Supplied records START

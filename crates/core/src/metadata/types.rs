//! Types for the metadata module.

use serde::{Deserialize, Serialize};

/// Tags of one audio track, as far as naming and publishing need them.
///
/// Missing tags are empty strings. `track` is kept as the raw tag value
/// (possibly unpadded, possibly `"3/12"`); see [`crate::naming::pad_track`].
#[derive(Debug, Clone, Default, PartialEq, Eq, Serialize, Deserialize)]
pub struct TrackMetadata {
    pub album: String,
    pub artist: String,
    /// Album artist, falling back to `artist` when the file has no such tag.
    pub album_artist: String,
    pub title: String,
    pub track: String,
    /// First audio stream, for diagnostics only.
    #[serde(default, skip_serializing_if = "Option::is_none")]
    pub codec: Option<CodecInfo>,
}

impl TrackMetadata {
    /// Convenience constructor for the fields used in output naming.
    pub fn new(track: impl Into<String>, title: impl Into<String>) -> Self {
        Self {
            track: track.into(),
            title: title.into(),
            ..Default::default()
        }
    }

    /// Sets artist and album, with the album artist following the artist.
    pub fn with_album(mut self, artist: impl Into<String>, album: impl Into<String>) -> Self {
        self.artist = artist.into();
        self.album_artist = self.artist.clone();
        self.album = album.into();
        self
    }
}

/// Stream-level codec information.
#[derive(Debug, Clone, PartialEq, Eq, Serialize, Deserialize)]
pub struct CodecInfo {
    pub codec_name: String,
    #[serde(default, skip_serializing_if = "Option::is_none")]
    pub sample_rate: Option<u32>,
    #[serde(default, skip_serializing_if = "Option::is_none")]
    pub channels: Option<u8>,
}
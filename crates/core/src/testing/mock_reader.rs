//! Mock metadata reader for testing.

use async_trait::async_trait;
use std::collections::{HashMap, HashSet};
use std::path::{Path, PathBuf};
use std::sync::atomic::{AtomicUsize, Ordering};
use std::sync::Arc;
use std::time::Duration;
use tokio::sync::RwLock;
use tokio_util::sync::CancellationToken;

use crate::metadata::{MetadataReader, ProbeError, TrackMetadata};
use crate::process::ProcessError;

/// Mock implementation of the MetadataReader trait.
///
/// Unknown paths get a title equal to the file stem and no track number.
#[derive(Debug, Clone, Default)]
pub struct MockMetadataReader {
    /// Pre-configured metadata by path.
    metadata: Arc<RwLock<HashMap<PathBuf, TrackMetadata>>>,
    /// Paths whose probe fails.
    failures: Arc<RwLock<HashSet<PathBuf>>>,
    /// Simulated probe duration.
    delay: Arc<RwLock<Duration>>,
    /// Number of probes performed.
    reads: Arc<AtomicUsize>,
}

impl MockMetadataReader {
    /// Create a new mock reader.
    pub fn new() -> Self {
        Self::default()
    }

    /// Set the metadata returned for a specific path.
    pub async fn set_metadata(&self, path: impl AsRef<Path>, metadata: TrackMetadata) {
        self.metadata
            .write()
            .await
            .insert(path.as_ref().to_path_buf(), metadata);
    }

    /// Make probing `path` fail.
    pub async fn fail_on(&self, path: impl AsRef<Path>) {
        self.failures
            .write()
            .await
            .insert(path.as_ref().to_path_buf());
    }

    /// Set the simulated probe duration.
    pub async fn set_delay(&self, delay: Duration) {
        *self.delay.write().await = delay;
    }

    /// Number of probes performed so far.
    pub fn read_count(&self) -> usize {
        self.reads.load(Ordering::SeqCst)
    }
}

#[async_trait]
impl MetadataReader for MockMetadataReader {
    fn name(&self) -> &str {
        "mock"
    }

    async fn read(
        &self,
        path: &Path,
        cancel: &CancellationToken,
    ) -> Result<TrackMetadata, ProbeError> {
        self.reads.fetch_add(1, Ordering::SeqCst);

        let delay = *self.delay.read().await;
        if !delay.is_zero() {
            tokio::select! {
                _ = tokio::time::sleep(delay) => {}
                _ = cancel.cancelled() => return Err(ProbeError::Cancelled),
            }
        }
        if cancel.is_cancelled() {
            return Err(ProbeError::Cancelled);
        }

        if self.failures.read().await.contains(path) {
            return Err(ProbeError::Process(ProcessError::Failed {
                command: format!("mock-probe {}", path.display()),
                code: Some(1),
                stderr: format!(
                    "{}: Invalid data found when processing input\n",
                    path.display()
                ),
            }));
        }

        if let Some(metadata) = self.metadata.read().await.get(path) {
            return Ok(metadata.clone());
        }

        let stem = path
            .file_stem()
            .map(|s| s.to_string_lossy().into_owned())
            .unwrap_or_default();
        Ok(TrackMetadata::new("", stem))
    }
}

Supplied records END

* **Task brief**
The line containing "let delay = *self.delay.read().await;" marks the start; retype it and each line after it through the end of the records above, exactly.

* **Completed task**
        let delay = *self.delay.read().await;
        if !delay.is_zero() {
            tokio::select! {
                _ = tokio::time::sleep(delay) => {}
                _ = cancel.cancelled() => return Err(ProbeError::Cancelled),
            }
        }
        if cancel.is_cancelled() {
            return Err(ProbeError::Cancelled);
        }

        if self.failures.read().await.contains(path) {
            return Err(ProbeError::Process(ProcessError::Failed {
                command: format!("mock-probe {}", path.display()),
                code: Some(1),
                stderr: format!(
                    "{}: Invalid data found when processing input\n",
                    path.display()
                ),
            }));
        }

        if let Some(metadata) = self.metadata.read().await.get(path) {
            return Ok(metadata.clone());
        }

        let stem = path
            .file_stem()
            .map(|s| s.to_string_lossy().into_owned())
            .unwrap_or_default();
        Ok(TrackMetadata::new("", stem))
    }
}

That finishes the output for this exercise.